(Supplied data)
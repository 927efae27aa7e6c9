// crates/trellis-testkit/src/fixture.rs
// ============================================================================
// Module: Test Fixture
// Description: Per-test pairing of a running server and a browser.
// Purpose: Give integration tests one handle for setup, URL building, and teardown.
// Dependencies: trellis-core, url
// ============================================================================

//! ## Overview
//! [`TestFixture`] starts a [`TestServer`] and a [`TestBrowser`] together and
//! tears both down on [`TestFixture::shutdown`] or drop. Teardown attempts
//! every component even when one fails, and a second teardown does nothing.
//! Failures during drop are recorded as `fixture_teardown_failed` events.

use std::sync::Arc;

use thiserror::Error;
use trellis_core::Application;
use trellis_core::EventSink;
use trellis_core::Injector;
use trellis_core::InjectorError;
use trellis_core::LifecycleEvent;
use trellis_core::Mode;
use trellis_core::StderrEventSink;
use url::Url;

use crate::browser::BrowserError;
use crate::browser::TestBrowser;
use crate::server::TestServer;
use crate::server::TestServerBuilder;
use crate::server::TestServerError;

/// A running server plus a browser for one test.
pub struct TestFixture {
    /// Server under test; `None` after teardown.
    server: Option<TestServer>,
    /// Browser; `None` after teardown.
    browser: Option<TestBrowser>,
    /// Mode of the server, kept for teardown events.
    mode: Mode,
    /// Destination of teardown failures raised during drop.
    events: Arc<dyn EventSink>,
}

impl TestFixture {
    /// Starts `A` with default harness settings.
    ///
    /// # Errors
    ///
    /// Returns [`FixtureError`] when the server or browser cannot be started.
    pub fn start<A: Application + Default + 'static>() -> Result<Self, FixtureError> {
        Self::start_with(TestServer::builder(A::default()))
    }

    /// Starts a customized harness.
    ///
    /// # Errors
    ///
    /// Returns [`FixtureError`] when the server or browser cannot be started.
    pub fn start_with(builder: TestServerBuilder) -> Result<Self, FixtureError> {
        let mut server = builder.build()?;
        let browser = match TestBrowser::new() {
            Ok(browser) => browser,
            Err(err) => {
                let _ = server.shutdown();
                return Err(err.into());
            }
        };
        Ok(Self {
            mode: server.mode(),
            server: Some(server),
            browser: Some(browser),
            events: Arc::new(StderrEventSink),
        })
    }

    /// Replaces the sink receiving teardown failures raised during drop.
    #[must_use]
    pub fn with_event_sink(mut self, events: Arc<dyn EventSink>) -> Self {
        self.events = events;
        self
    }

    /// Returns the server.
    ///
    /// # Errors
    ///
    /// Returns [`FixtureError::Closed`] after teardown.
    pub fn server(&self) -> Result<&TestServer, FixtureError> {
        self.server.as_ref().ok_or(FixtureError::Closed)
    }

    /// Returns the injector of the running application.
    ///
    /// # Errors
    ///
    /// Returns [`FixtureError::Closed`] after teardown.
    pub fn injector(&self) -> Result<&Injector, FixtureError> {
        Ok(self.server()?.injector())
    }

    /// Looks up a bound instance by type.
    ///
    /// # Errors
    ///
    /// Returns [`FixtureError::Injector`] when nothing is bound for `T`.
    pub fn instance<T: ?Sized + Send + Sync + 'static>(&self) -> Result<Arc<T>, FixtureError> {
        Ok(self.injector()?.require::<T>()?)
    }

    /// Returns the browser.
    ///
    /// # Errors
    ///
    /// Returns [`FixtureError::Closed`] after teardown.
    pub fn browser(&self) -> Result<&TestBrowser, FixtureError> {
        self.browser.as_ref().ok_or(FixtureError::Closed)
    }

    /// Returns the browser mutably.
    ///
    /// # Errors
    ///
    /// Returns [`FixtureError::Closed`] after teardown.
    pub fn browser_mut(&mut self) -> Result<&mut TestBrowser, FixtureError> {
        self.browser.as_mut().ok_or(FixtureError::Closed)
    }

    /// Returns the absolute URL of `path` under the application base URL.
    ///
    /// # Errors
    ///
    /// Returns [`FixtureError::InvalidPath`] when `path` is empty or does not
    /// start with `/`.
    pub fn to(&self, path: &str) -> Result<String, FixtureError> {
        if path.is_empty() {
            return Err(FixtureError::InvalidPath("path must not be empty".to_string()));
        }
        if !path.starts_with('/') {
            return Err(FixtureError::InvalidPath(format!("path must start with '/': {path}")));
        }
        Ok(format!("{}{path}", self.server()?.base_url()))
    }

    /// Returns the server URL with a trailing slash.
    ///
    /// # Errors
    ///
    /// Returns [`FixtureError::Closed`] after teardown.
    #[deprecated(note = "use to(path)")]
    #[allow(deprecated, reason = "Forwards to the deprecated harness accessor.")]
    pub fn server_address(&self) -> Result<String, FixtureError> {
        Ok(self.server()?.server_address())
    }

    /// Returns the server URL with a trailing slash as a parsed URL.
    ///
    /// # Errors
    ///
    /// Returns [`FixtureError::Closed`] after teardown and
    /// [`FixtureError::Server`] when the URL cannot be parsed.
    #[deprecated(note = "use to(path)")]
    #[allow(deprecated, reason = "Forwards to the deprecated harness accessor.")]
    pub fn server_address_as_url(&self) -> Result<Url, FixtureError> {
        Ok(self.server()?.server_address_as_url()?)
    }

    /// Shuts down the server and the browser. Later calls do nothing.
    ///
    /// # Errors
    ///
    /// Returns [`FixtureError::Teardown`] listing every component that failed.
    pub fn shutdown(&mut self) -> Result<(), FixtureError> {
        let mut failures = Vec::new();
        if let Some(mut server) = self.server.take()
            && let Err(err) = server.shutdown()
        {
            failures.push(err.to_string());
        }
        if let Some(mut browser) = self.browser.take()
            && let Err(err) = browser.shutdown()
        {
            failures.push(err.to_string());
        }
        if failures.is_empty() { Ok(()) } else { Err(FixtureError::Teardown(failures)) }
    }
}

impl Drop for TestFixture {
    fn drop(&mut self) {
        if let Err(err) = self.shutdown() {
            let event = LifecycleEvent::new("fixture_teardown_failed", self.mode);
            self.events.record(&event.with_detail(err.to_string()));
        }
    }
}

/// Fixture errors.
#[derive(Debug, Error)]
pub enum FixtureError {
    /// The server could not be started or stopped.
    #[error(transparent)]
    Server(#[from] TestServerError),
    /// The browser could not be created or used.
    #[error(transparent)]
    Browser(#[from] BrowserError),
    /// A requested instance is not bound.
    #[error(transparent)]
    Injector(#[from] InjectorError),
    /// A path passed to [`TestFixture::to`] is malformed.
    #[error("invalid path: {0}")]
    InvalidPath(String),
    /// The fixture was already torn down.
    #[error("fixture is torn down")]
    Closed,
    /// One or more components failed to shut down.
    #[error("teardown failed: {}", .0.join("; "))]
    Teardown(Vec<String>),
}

(What the task requires) Please quote every record above exactly as it appears.

(Exercise answer)
repository 927efae27aa7e6c9
// crates/trellis-testkit/src/fixture.rs
// ============================================================================
// Module: Test Fixture
// Description: Per-test pairing of a running server and a browser.
// Purpose: Give integration tests one handle for setup, URL building, and teardown.
// Dependencies: trellis-core, url
// ============================================================================

//! ## Overview
//! [`TestFixture`] starts a [`TestServer`] and a [`TestBrowser`] together and
//! tears both down on [`TestFixture::shutdown`] or drop. Teardown attempts
//! every component even when one fails, and a second teardown does nothing.
//! Failures during drop are recorded as `fixture_teardown_failed` events.

use std::sync::Arc;

use thiserror::Error;
use trellis_core::Application;
use trellis_core::EventSink;
use trellis_core::Injector;
use trellis_core::InjectorError;
use trellis_core::LifecycleEvent;
use trellis_core::Mode;
use trellis_core::StderrEventSink;
use url::Url;

use crate::browser::BrowserError;
use crate::browser::TestBrowser;
use crate::server::TestServer;
use crate::server::TestServerBuilder;
use crate::server::TestServerError;

/// A running server plus a browser for one test.
pub struct TestFixture {
    /// Server under test; `None` after teardown.
    server: Option<TestServer>,
    /// Browser; `None` after teardown.
    browser: Option<TestBrowser>,
    /// Mode of the server, kept for teardown events.
    mode: Mode,
    /// Destination of teardown failures raised during drop.
    events: Arc<dyn EventSink>,
}

impl TestFixture {
    /// Starts `A` with default harness settings.
    ///
    /// # Errors
    ///
    /// Returns [`FixtureError`] when the server or browser cannot be started.
    pub fn start<A: Application + Default + 'static>() -> Result<Self, FixtureError> {
        Self::start_with(TestServer::builder(A::default()))
    }

    /// Starts a customized harness.
    ///
    /// # Errors
    ///
    /// Returns [`FixtureError`] when the server or browser cannot be started.
    pub fn start_with(builder: TestServerBuilder) -> Result<Self, FixtureError> {
        let mut server = builder.build()?;
        let browser = match TestBrowser::new() {
            Ok(browser) => browser,
            Err(err) => {
                let _ = server.shutdown();
                return Err(err.into());
            }
        };
        Ok(Self {
            mode: server.mode(),
            server: Some(server),
            browser: Some(browser),
            events: Arc::new(StderrEventSink),
        })
    }

    /// Replaces the sink receiving teardown failures raised during drop.
    #[must_use]
    pub fn with_event_sink(mut self, events: Arc<dyn EventSink>) -> Self {
        self.events = events;
        self
    }

    /// Returns the server.
    ///
    /// # Errors
    ///
    /// Returns [`FixtureError::Closed`] after teardown.
    pub fn server(&self) -> Result<&TestServer, FixtureError> {
        self.server.as_ref().ok_or(FixtureError::Closed)
    }

    /// Returns the injector of the running application.
    ///
    /// # Errors
    ///
    /// Returns [`FixtureError::Closed`] after teardown.
    pub fn injector(&self) -> Result<&Injector, FixtureError> {
        Ok(self.server()?.injector())
    }

    /// Looks up a bound instance by type.
    ///
    /// # Errors
    ///
    /// Returns [`FixtureError::Injector`] when nothing is bound for `T`.
    pub fn instance<T: ?Sized + Send + Sync + 'static>(&self) -> Result<Arc<T>, FixtureError> {
        Ok(self.injector()?.require::<T>()?)
    }

    /// Returns the browser.
    ///
    /// # Errors
    ///
    /// Returns [`FixtureError::Closed`] after teardown.
    pub fn browser(&self) -> Result<&TestBrowser, FixtureError> {
        self.browser.as_ref().ok_or(FixtureError::Closed)
    }

    /// Returns the browser mutably.
    ///
    /// # Errors
    ///
    /// Returns [`FixtureError::Closed`] after teardown.
    pub fn browser_mut(&mut self) -> Result<&mut TestBrowser, FixtureError> {
        self.browser.as_mut().ok_or(FixtureError::Closed)
    }

    /// Returns the absolute URL of `path` under the application base URL.
    ///
    /// # Errors
    ///
    /// Returns [`FixtureError::InvalidPath`] when `path` is empty or does not
    /// start with `/`.
    pub fn to(&self, path: &str) -> Result<String, FixtureError> {
        if path.is_empty() {
            return Err(FixtureError::InvalidPath("path must not be empty".to_string()));
        }
        if !path.starts_with('/') {
            return Err(FixtureError::InvalidPath(format!("path must start with '/': {path}")));
        }
        Ok(format!("{}{path}", self.server()?.base_url()))
    }

    /// Returns the server URL with a trailing slash.
    ///
    /// # Errors
    ///
    /// Returns [`FixtureError::Closed`] after teardown.
    #[deprecated(note = "use to(path)")]
    #[allow(deprecated, reason = "Forwards to the deprecated harness accessor.")]
    pub fn server_address(&self) -> Result<String, FixtureError> {
        Ok(self.server()?.server_address())
    }

    /// Returns the server URL with a trailing slash as a parsed URL.
    ///
    /// # Errors
    ///
    /// Returns [`FixtureError::Closed`] after teardown and
    /// [`FixtureError::Server`] when the URL cannot be parsed.
    #[deprecated(note = "use to(path)")]
    #[allow(deprecated, reason = "Forwards to the deprecated harness accessor.")]
    pub fn server_address_as_url(&self) -> Result<Url, FixtureError> {
        Ok(self.server()?.server_address_as_url()?)
    }

    /// Shuts down the server and the browser. Later calls do nothing.
    ///
    /// # Errors
    ///
    /// Returns [`FixtureError::Teardown`] listing every component that failed.
    pub fn shutdown(&mut self) -> Result<(), FixtureError> {
        let mut failures = Vec::new();
        if let Some(mut server) = self.server.take()
            && let Err(err) = server.shutdown()
        {
            failures.push(err.to_string());
        }
        if let Some(mut browser) = self.browser.take()
            && let Err(err) = browser.shutdown()
        {
            failures.push(err.to_string());
        }
        if failures.is_empty() { Ok(()) } else { Err(FixtureError::Teardown(failures)) }
    }
}

impl Drop for TestFixture {
    fn drop(&mut self) {
        if let Err(err) = self.shutdown() {
            let event = LifecycleEvent::new("fixture_teardown_failed", self.mode);
            self.events.record(&event.with_detail(err.to_string()));
        }
    }
}

/// Fixture errors.
#[derive(Debug, Error)]
pub enum FixtureError {
    /// The server could not be started or stopped.
    #[error(transparent)]
    Server(#[from] TestServerError),
    /// The browser could not be created or used.
    #[error(transparent)]
    Browser(#[from] BrowserError),
    /// A requested instance is not bound.
    #[error(transparent)]
    Injector(#[from] InjectorError),
    /// A path passed to [`TestFixture::to`] is malformed.
    #[error("invalid path: {0}")]
    InvalidPath(String),
    /// The fixture was already torn down.
    #[error("fixture is torn down")]
    Closed,
    /// One or more components failed to shut down.
    #[error("teardown failed: {}", .0.join("; "))]
    Teardown(Vec<String>),
}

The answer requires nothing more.